• [Data section]:
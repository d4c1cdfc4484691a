//! JSON-RPC over stdio transport.
//!
//! Low-level message plumbing for one tool server process:
//! - Writing line-delimited JSON-RPC requests to the child's stdin
//! - Reassembling stdout bytes into complete lines (`LineAssembler`)
//! - Correlating responses to waiting callers by id (`PendingRequests`)
//! - Racing each request against its deadline

use std::collections::HashMap;
use std::sync::atomic::{AtomicU64, Ordering};
use std::sync::{Mutex, PoisonError};
use std::time::Duration;

use tokio::io::{AsyncWrite, AsyncWriteExt};
use tokio::sync::oneshot;

use super::errors::McpError;
use super::types::{error_codes, CallOutcome, JsonRpcRequest, JsonRpcResponse};

// ─── Request ID Generator ────────────────────────────────────────────────────

/// Monotonic request id source, owned by one transport client.
///
/// Ids are never reused, even across subprocess restarts, so a late line
/// from a previous process can never resolve a newer request.
#[derive(Debug)]
pub struct RequestIds(AtomicU64);

impl RequestIds {
    pub fn new() -> Self {
        Self(AtomicU64::new(1))
    }

    /// Allocate the next request id.
    pub fn next_id(&self) -> u64 {
        self.0.fetch_add(1, Ordering::Relaxed)
    }
}

impl Default for RequestIds {
    fn default() -> Self {
        Self::new()
    }
}

// ─── Line Assembly ───────────────────────────────────────────────────────────

/// Accumulates raw stdout bytes and yields complete `\n`-terminated lines.
///
/// Works on bytes rather than text so a multi-byte UTF-8 character split
/// across two reads is decoded correctly once the line is complete.
#[derive(Debug, Default)]
pub struct LineAssembler {
    buffer: Vec<u8>,
}

impl LineAssembler {
    pub fn new() -> Self {
        Self::default()
    }

    /// Append a chunk and return every line it completed, trimmed.
    ///
    /// Blank lines are skipped.
    pub fn push(&mut self, chunk: &[u8]) -> Vec<String> {
        self.buffer.extend_from_slice(chunk);

        let mut lines = Vec::new();
        while let Some(pos) = self.buffer.iter().position(|b| *b == b'\n') {
            let raw: Vec<u8> = self.buffer.drain(..=pos).collect();
            let text = String::from_utf8_lossy(&raw[..raw.len() - 1]);
            let trimmed = text.trim();
            if !trimmed.is_empty() {
                lines.push(trimmed.to_string());
            }
        }
        lines
    }

    /// Bytes received after the last newline.
    pub fn pending_bytes(&self) -> usize {
        self.buffer.len()
    }
}

// ─── Pending Requests ────────────────────────────────────────────────────────

/// In-flight requests keyed by JSON-RPC id.
///
/// Each entry is removed exactly once: by its response, by its timeout, or
/// by `clear()` on shutdown. Whoever removes it owns the resolution.
#[derive(Debug, Default)]
pub struct PendingRequests {
    inner: Mutex<HashMap<u64, oneshot::Sender<JsonRpcResponse>>>,
}

impl PendingRequests {
    pub fn new() -> Self {
        Self::default()
    }

    fn map(&self) -> std::sync::MutexGuard<'_, HashMap<u64, oneshot::Sender<JsonRpcResponse>>> {
        self.inner.lock().unwrap_or_else(PoisonError::into_inner)
    }

    /// Register a new request and return the receiver its response lands on.
    pub fn register(&self, id: u64) -> oneshot::Receiver<JsonRpcResponse> {
        let (tx, rx) = oneshot::channel();
        self.map().insert(id, tx);
        rx
    }

    /// Deliver a response. Returns `false` if no request with this id is pending.
    pub fn resolve(&self, id: u64, response: JsonRpcResponse) -> bool {
        let Some(tx) = self.map().remove(&id) else {
            return false;
        };
        // The caller may have given up between removal and send; that's fine.
        let _ = tx.send(response);
        true
    }

    /// Drop a request without resolving it (timeout or write failure).
    pub fn retire(&self, id: u64) -> bool {
        self.map().remove(&id).is_some()
    }

    /// Abandon every pending request; waiting callers see a closed channel.
    pub fn clear(&self) {
        self.map().clear();
    }

    pub fn len(&self) -> usize {
        self.map().len()
    }

    pub fn is_empty(&self) -> bool {
        self.len() == 0
    }

    pub fn contains(&self, id: u64) -> bool {
        self.map().contains_key(&id)
    }
}

// ─── Inbound Dispatch ────────────────────────────────────────────────────────

/// What happened to one inbound stdout line.
#[derive(Debug, Clone, PartialEq, Eq)]
pub enum LineDisposition {
    /// Resolved the pending request with this id.
    Resolved(u64),
    /// Valid JSON with no matching pending id: a notification or a late reply.
    Unsolicited,
    /// Not parseable as a JSON-RPC message; dropped.
    Malformed,
}

/// Route one complete stdout line to its waiting caller.
///
/// Never fails: unmatched and malformed lines are logged and dropped so a
/// single bad line cannot desynchronize the stream.
pub fn dispatch_line(server: &str, pending: &PendingRequests, line: &str) -> LineDisposition {
    let message: JsonRpcResponse = match serde_json::from_str(line) {
        Ok(m) => m,
        Err(e) => {
            tracing::warn!(server, error = %e, line, "dropping malformed line from server");
            return LineDisposition::Malformed;
        }
    };

    match message.id {
        Some(id) if pending.resolve(id, message.clone()) => {
            tracing::trace!(server, id, "response matched pending request");
            LineDisposition::Resolved(id)
        }
        id => {
            tracing::debug!(
                server,
                id = ?id,
                method = message.method.as_deref().unwrap_or(""),
                "unsolicited message from server"
            );
            LineDisposition::Unsolicited
        }
    }
}

// ─── Outbound Channel ────────────────────────────────────────────────────────

/// Writes requests to a server and awaits correlated responses.
///
/// Generic over the writer so tests can drive it with an in-memory pipe.
pub struct RpcChannel<W> {
    server_name: String,
    writer: tokio::sync::Mutex<W>,
    pending: std::sync::Arc<PendingRequests>,
    ids: std::sync::Arc<RequestIds>,
}

impl<W> RpcChannel<W>
where
    W: AsyncWrite + Unpin + Send,
{
    pub fn new(
        server_name: &str,
        writer: W,
        pending: std::sync::Arc<PendingRequests>,
        ids: std::sync::Arc<RequestIds>,
    ) -> Self {
        Self {
            server_name: server_name.to_string(),
            writer: tokio::sync::Mutex::new(writer),
            pending,
            ids,
        }
    }

    /// Send a request and wait up to `timeout` for the matching response.
    pub async fn request(
        &self,
        method: &str,
        params: Option<serde_json::Value>,
        timeout: Duration,
    ) -> Result<JsonRpcResponse, McpError> {
        let id = self.ids.next_id();
        let req = JsonRpcRequest::new(id, method, params);

        let mut json = serde_json::to_string(&req).map_err(|e| McpError::TransportError {
            server: self.server_name.clone(),
            reason: format!("failed to serialize request: {e}"),
        })?;
        json.push('\n');

        // Register before writing so a fast reply cannot race past us.
        let rx = self.pending.register(id);

        if let Err(e) = self.write_all(json.as_bytes()).await {
            self.pending.retire(id);
            return Err(e);
        }

        match tokio::time::timeout(timeout, rx).await {
            Ok(Ok(response)) => Ok(response),
            Ok(Err(_)) => Err(McpError::RequestAbandoned {
                server: self.server_name.clone(),
                id,
            }),
            Err(_) => {
                self.pending.retire(id);
                Err(McpError::Timeout {
                    server: self.server_name.clone(),
                    method: method.to_string(),
                    timeout_ms: timeout.as_millis() as u64,
                })
            }
        }
    }

    async fn write_all(&self, bytes: &[u8]) -> Result<(), McpError> {
        let mut writer = self.writer.lock().await;
        writer
            .write_all(bytes)
            .await
            .map_err(|e| McpError::TransportError {
                server: self.server_name.clone(),
                reason: format!("failed to write to stdin: {e}"),
            })?;
        writer.flush().await.map_err(|e| McpError::TransportError {
            server: self.server_name.clone(),
            reason: format!("failed to flush stdin: {e}"),
        })
    }

    /// Close the write half so the server sees EOF.
    pub async fn shutdown(&self) {
        let mut writer = self.writer.lock().await;
        let _ = writer.shutdown().await;
    }
}

// ─── Response Helpers ────────────────────────────────────────────────────────

/// Extract the result from a JSON-RPC response, converting errors to `McpError`.
pub fn extract_result(response: JsonRpcResponse) -> Result<serde_json::Value, McpError> {
    if let Some(err) = response.error {
        return Err(McpError::ServerError {
            code: err.code,
            message: err.message,
            data: err.data,
        });
    }

    response.result.ok_or(McpError::ServerError {
        code: Some(error_codes::INTERNAL_ERROR),
        message: "response missing both result and error".into(),
        data: None,
    })
}

/// Turn a `tools/call` response into a `CallOutcome`.
///
/// An `error` member is a failure carrying its message. Otherwise the payload
/// is the first `{"type":"text"}` content block, or the raw result when the
/// server did not use the content array.
pub fn call_outcome(response: JsonRpcResponse) -> CallOutcome {
    match extract_result(response) {
        Ok(result) => {
            let first_text = result
                .get("content")
                .and_then(|c| c.as_array())
                .and_then(|blocks| {
                    blocks.iter().find_map(|block| {
                        if block.get("type").and_then(|t| t.as_str()) == Some("text") {
                            block.get("text").and_then(|t| t.as_str())
                        } else {
                            None
                        }
                    })
                })
                .map(|text| serde_json::Value::String(text.to_string()));
            CallOutcome::ok(first_text.unwrap_or(result))
        }
        Err(McpError::ServerError { message, .. }) => CallOutcome::failed(message),
        Err(e) => CallOutcome::failed(e.to_string()),
    }
}

// ─── Tests ───────────────────────────────────────────────────────────────────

• [Task to complete]: Look at the records above. Copy every line where the string "writer" occurs.

• [Output for this exercise]:
/// Generic over the writer so tests can drive it with an in-memory pipe.
    writer: tokio::sync::Mutex<W>,
        writer: W,
            writer: tokio::sync::Mutex::new(writer),
        let mut writer = self.writer.lock().await;
        writer
        writer.flush().await.map_err(|e| McpError::TransportError {
        let mut writer = self.writer.lock().await;
        let _ = writer.shutdown().await;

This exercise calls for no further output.